Supplied records:
──────

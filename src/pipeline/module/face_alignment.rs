use anyhow::Error;
use image::RgbImage;
use ndarray::Array1;
use crate::pipeline::utils::image::{crop_region, resize_rgb};

/// Margin-expanded crop of the selected box, resized to the canonical face
/// resolution the downstream stages expect.
#[derive(Debug, Clone)]
pub struct FaceAlignment {
    image_size: (u32, u32),
    margin_ratio: f32,
}

impl FaceAlignment {
    pub fn new(image_size: (u32, u32), margin_ratio: f32) -> Self {
        FaceAlignment {
            image_size,
            margin_ratio,
        }
    }

    pub fn call(&self, img: &RgbImage, face_box: &Array1<f32>) -> Result<RgbImage, Error> {
        if face_box.len() < 4 {
            return Err(Error::msg("face_alignment - face box must have 4 coordinates"));
        }

        let (xmin, ymin, xmax, ymax) = (face_box[0], face_box[1], face_box[2], face_box[3]);
        let margin = self.margin_ratio * f32::max(xmax - xmin, ymax - ymin);

        let crop = match crop_region(img, xmin - margin, ymin - margin, xmax + margin, ymax + margin) {
            Ok(crop) => {crop}
            Err(e) => {
                return Err(Error::from(e))
            }
        };

        Ok(resize_rgb(&crop, self.image_size.0, self.image_size.1))
    }
}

──────

Requirement:
Each line of the data is to be retyped exactly as shown.

Written answer:
filename src/pipeline/module/face_alignment.rs
use anyhow::Error;
use image::RgbImage;
use ndarray::Array1;
use crate::pipeline::utils::image::{crop_region, resize_rgb};

/// Margin-expanded crop of the selected box, resized to the canonical face
/// resolution the downstream stages expect.
#[derive(Debug, Clone)]
pub struct FaceAlignment {
    image_size: (u32, u32),
    margin_ratio: f32,
}

impl FaceAlignment {
    pub fn new(image_size: (u32, u32), margin_ratio: f32) -> Self {
        FaceAlignment {
            image_size,
            margin_ratio,
        }
    }

    pub fn call(&self, img: &RgbImage, face_box: &Array1<f32>) -> Result<RgbImage, Error> {
        if face_box.len() < 4 {
            return Err(Error::msg("face_alignment - face box must have 4 coordinates"));
        }

        let (xmin, ymin, xmax, ymax) = (face_box[0], face_box[1], face_box[2], face_box[3]);
        let margin = self.margin_ratio * f32::max(xmax - xmin, ymax - ymin);

        let crop = match crop_region(img, xmin - margin, ymin - margin, xmax + margin, ymax + margin) {
            Ok(crop) => {crop}
            Err(e) => {
                return Err(Error::from(e))
            }
        };

        Ok(resize_rgb(&crop, self.image_size.0, self.image_size.1))
    }
}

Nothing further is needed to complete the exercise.